• REQUIRED ACTION: How many lines in the entries below contain the string "AsChangeset"? Reply with the number only.

• Collected data:
<<<<
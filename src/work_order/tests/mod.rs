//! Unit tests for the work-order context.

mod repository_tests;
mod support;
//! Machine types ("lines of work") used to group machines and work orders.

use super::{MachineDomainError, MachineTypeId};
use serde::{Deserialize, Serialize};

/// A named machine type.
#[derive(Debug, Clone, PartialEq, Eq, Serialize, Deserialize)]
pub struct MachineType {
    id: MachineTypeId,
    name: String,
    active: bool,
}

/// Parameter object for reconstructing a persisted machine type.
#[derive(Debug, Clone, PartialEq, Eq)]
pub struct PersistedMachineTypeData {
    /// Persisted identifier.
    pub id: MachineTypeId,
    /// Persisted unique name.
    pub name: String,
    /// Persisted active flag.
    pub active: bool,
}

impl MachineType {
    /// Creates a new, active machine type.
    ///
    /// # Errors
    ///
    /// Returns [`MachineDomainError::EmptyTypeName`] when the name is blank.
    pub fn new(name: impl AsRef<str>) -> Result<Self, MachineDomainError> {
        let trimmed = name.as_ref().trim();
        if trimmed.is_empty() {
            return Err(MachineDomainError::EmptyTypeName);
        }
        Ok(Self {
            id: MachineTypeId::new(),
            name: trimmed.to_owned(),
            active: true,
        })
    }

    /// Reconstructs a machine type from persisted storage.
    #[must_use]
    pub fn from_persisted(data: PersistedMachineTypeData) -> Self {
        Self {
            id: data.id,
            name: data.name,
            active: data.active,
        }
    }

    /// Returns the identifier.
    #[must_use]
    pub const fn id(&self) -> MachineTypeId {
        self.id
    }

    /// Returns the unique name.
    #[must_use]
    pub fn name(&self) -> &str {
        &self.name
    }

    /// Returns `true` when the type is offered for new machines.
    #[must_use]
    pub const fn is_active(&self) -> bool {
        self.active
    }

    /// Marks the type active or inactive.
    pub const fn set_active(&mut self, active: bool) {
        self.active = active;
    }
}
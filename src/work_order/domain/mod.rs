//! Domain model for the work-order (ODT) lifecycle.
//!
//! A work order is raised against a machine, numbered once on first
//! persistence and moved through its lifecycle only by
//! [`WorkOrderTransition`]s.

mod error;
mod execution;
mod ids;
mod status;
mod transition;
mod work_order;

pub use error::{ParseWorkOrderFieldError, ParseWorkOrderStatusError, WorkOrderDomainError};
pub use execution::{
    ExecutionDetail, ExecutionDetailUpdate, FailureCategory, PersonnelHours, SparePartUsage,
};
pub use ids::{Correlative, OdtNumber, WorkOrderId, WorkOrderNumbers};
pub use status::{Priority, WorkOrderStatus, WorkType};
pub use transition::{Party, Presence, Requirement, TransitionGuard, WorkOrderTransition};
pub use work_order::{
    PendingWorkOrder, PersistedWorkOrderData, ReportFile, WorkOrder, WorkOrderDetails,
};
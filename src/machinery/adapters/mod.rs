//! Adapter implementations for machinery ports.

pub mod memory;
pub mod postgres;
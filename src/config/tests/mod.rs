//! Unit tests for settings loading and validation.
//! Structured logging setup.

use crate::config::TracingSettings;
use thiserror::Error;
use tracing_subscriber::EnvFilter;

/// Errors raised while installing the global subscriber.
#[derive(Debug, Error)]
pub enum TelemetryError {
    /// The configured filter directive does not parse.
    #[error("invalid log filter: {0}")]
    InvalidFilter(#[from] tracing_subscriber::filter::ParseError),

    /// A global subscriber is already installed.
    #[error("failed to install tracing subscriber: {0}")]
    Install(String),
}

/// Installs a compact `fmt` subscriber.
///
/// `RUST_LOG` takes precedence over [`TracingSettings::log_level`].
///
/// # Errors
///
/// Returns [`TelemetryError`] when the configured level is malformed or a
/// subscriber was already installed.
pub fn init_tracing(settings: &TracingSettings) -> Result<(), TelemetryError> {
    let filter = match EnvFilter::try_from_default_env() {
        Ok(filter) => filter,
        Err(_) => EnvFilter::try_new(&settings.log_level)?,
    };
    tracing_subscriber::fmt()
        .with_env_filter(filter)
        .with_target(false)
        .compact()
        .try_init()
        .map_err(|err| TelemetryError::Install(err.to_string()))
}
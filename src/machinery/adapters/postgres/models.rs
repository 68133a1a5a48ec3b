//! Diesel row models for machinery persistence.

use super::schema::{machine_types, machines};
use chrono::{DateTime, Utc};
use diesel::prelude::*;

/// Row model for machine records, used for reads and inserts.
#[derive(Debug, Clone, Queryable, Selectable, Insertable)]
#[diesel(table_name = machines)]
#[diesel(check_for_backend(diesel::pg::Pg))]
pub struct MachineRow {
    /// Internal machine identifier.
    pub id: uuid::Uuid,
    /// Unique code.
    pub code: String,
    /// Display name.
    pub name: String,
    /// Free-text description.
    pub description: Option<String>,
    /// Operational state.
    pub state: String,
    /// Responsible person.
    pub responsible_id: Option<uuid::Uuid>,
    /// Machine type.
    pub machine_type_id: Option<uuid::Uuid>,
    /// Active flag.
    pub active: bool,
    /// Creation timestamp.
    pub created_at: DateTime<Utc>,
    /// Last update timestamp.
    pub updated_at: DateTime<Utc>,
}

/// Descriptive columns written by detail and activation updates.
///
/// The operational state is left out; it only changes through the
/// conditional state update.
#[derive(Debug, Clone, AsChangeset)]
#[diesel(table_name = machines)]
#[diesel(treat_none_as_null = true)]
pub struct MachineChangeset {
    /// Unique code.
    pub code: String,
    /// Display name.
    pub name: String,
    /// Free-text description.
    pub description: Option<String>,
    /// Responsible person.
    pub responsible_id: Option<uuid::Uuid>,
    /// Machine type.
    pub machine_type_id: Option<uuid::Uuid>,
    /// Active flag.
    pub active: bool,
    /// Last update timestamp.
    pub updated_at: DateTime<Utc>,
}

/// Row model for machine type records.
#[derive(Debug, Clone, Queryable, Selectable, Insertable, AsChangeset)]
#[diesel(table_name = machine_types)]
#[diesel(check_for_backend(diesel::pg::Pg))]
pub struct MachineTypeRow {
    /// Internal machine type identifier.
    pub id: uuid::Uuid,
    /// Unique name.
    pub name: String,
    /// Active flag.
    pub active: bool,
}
>>>>
<<<<
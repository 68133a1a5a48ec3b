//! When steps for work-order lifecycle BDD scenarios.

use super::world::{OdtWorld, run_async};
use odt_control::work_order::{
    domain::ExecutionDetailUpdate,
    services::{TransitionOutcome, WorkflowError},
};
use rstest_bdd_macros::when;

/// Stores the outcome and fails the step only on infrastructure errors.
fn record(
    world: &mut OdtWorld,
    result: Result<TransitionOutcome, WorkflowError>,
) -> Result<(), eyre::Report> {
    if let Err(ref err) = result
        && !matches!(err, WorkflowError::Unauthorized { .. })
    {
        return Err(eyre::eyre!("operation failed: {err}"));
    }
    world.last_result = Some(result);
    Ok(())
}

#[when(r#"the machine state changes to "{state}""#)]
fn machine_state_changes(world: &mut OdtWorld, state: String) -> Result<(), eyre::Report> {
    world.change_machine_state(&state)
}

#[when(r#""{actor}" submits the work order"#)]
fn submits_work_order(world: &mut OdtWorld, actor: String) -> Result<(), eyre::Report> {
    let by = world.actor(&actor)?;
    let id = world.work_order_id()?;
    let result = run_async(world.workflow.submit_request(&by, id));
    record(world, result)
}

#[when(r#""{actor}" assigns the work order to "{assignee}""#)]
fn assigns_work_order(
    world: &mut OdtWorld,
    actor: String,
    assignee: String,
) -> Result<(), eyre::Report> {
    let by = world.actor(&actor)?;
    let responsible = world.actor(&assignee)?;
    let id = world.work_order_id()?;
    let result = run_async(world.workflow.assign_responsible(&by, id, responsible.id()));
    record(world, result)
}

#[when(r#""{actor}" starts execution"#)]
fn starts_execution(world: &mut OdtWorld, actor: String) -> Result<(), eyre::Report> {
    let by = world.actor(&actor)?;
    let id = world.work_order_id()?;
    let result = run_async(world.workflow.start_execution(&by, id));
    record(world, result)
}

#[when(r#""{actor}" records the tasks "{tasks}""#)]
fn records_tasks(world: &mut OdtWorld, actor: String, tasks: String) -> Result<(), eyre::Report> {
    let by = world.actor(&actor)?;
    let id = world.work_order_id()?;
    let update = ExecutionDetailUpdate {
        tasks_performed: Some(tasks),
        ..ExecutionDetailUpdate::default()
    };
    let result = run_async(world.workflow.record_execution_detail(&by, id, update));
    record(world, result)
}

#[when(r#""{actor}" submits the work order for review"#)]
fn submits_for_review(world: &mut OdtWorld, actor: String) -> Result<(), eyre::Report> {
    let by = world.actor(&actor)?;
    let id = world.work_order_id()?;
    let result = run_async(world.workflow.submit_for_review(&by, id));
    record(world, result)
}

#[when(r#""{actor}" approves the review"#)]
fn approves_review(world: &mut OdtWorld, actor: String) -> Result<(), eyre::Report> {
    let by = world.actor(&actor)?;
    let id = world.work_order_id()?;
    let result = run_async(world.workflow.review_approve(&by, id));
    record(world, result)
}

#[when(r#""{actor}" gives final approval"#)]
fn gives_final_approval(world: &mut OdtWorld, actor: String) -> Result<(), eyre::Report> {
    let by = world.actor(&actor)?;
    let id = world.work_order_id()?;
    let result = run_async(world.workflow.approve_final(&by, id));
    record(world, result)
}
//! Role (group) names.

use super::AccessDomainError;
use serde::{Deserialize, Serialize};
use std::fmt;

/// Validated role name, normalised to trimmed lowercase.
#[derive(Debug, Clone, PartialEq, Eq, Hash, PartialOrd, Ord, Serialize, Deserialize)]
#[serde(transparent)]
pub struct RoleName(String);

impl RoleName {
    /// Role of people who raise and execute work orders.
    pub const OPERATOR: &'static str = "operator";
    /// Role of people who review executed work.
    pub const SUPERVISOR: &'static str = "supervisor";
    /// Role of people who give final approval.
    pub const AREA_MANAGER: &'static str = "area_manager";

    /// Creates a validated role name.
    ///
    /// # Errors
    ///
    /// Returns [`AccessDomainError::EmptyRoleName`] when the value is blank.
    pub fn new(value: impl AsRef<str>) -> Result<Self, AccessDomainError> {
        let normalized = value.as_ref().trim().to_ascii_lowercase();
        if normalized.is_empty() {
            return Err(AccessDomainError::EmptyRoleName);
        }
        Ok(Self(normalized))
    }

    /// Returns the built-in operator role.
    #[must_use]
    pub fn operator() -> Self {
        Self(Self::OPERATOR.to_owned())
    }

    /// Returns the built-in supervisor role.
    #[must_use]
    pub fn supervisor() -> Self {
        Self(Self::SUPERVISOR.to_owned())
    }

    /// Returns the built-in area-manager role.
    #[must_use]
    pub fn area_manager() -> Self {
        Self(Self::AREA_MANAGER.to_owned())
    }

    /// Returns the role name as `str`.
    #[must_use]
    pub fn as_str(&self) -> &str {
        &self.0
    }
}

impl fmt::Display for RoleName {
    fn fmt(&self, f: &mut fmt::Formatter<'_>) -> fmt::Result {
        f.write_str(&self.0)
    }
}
>>>>
• OUTPUT FOR THIS EXERCISE: 2